= Beginning of Section =

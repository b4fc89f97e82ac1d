//! Hierarchical dotted check identifiers.
//!
//! A [`CheckId`] is a sequence of components separated by `.`, e.g. `5.3.10`.
//! Ordering compares component by component, numerically where both sides
//! are numeric, so `1.1.10` sorts after `1.1.9`.

use std::cmp::Ordering;
use std::fmt;
use std::str::FromStr;

use serde::{Deserialize, Serialize};

use super::error::AuditError;

/// A validated hierarchical check identifier.
#[derive(Debug, Clone, PartialEq, Eq, Hash, Serialize, Deserialize)]
#[serde(try_from = "String", into = "String")]
pub struct CheckId(String);

impl CheckId {
    /// Parse and validate an identifier.
    pub fn parse(raw: &str) -> Result<Self, AuditError> {
        let trimmed = raw.trim();
        let invalid = |reason: &str| AuditError::InvalidCheckId {
            id: raw.to_string(),
            reason: reason.to_string(),
        };

        if trimmed.is_empty() {
            return Err(invalid("identifier is empty"));
        }
        for component in trimmed.split('.') {
            if component.is_empty() {
                return Err(invalid("empty component"));
            }
            if component.chars().any(char::is_whitespace) {
                return Err(invalid("component contains whitespace"));
            }
        }
        Ok(Self(trimmed.to_string()))
    }

    pub fn as_str(&self) -> &str {
        &self.0
    }

    pub fn components(&self) -> impl Iterator<Item = &str> {
        self.0.split('.')
    }

    /// Number of dotted components (`4.1.2` has depth 3).
    pub fn depth(&self) -> usize {
        self.components().count()
    }

    /// True when `self` is a strict ancestor of `other` on a dot boundary.
    ///
    /// `4.1` is an ancestor of `4.1.2` but not of `4.10` or of itself.
    pub fn is_ancestor_of(&self, other: &CheckId) -> bool {
        other.0.len() > self.0.len()
            && other.0.starts_with(&self.0)
            && other.0.as_bytes()[self.0.len()] == b'.'
    }

    /// True when `self` is a strict descendant of `other` on a dot boundary.
    pub fn is_descendant_of(&self, other: &CheckId) -> bool {
        other.is_ancestor_of(self)
    }

    /// Top-level section component (`4` for `4.1.2`).
    pub fn section(&self) -> &str {
        self.components().next().unwrap_or_default()
    }

    /// Immediate parent identifier, `None` for a top-level id.
    pub fn parent(&self) -> Option<CheckId> {
        self.0.rsplit_once('.').map(|(head, _)| CheckId(head.to_string()))
    }
}

fn compare_component(a: &str, b: &str) -> Ordering {
    match (a.parse::<u64>(), b.parse::<u64>()) {
        (Ok(x), Ok(y)) => x.cmp(&y).then_with(|| a.cmp(b)),
        (Ok(_), Err(_)) => Ordering::Less,
        (Err(_), Ok(_)) => Ordering::Greater,
        (Err(_), Err(_)) => a.cmp(b),
    }
}

impl Ord for CheckId {
    fn cmp(&self, other: &Self) -> Ordering {
        let mut left = self.components();
        let mut right = other.components();
        loop {
            match (left.next(), right.next()) {
                (Some(a), Some(b)) => match compare_component(a, b) {
                    Ordering::Equal => continue,
                    unequal => return unequal,
                },
                (None, Some(_)) => return Ordering::Less,
                (Some(_), None) => return Ordering::Greater,
                (None, None) => return Ordering::Equal,
            }
        }
    }
}

impl PartialOrd for CheckId {
    fn partial_cmp(&self, other: &Self) -> Option<Ordering> {
        Some(self.cmp(other))
    }
}

impl FromStr for CheckId {
    type Err = AuditError;

    fn from_str(s: &str) -> Result<Self, Self::Err> {
        Self::parse(s)
    }
}

impl TryFrom<String> for CheckId {
    type Error = AuditError;

    fn try_from(value: String) -> Result<Self, Self::Error> {
        Self::parse(&value)
    }
}

impl From<CheckId> for String {
    fn from(id: CheckId) -> Self {
        id.0
    }
}

impl AsRef<str> for CheckId {
    fn as_ref(&self) -> &str {
        &self.0
    }
}

impl fmt::Display for CheckId {
    fn fmt(&self, f: &mut fmt::Formatter<'_>) -> fmt::Result {
        f.pad(&self.0)
    }
}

= End of Section =

## PROBLEM REQUIREMENTS
Copy out the listing above, line by line and exactly, from its first line to the line holding "for component in", inclusive.

## TASK RESULT
repository b4fc89f97e82ac1d
//! Hierarchical dotted check identifiers.
//!
//! A [`CheckId`] is a sequence of components separated by `.`, e.g. `5.3.10`.
//! Ordering compares component by component, numerically where both sides
//! are numeric, so `1.1.10` sorts after `1.1.9`.

use std::cmp::Ordering;
use std::fmt;
use std::str::FromStr;

use serde::{Deserialize, Serialize};

use super::error::AuditError;

/// A validated hierarchical check identifier.
#[derive(Debug, Clone, PartialEq, Eq, Hash, Serialize, Deserialize)]
#[serde(try_from = "String", into = "String")]
pub struct CheckId(String);

impl CheckId {
    /// Parse and validate an identifier.
    pub fn parse(raw: &str) -> Result<Self, AuditError> {
        let trimmed = raw.trim();
        let invalid = |reason: &str| AuditError::InvalidCheckId {
            id: raw.to_string(),
            reason: reason.to_string(),
        };

        if trimmed.is_empty() {
            return Err(invalid("identifier is empty"));
        }
        for component in trimmed.split('.') {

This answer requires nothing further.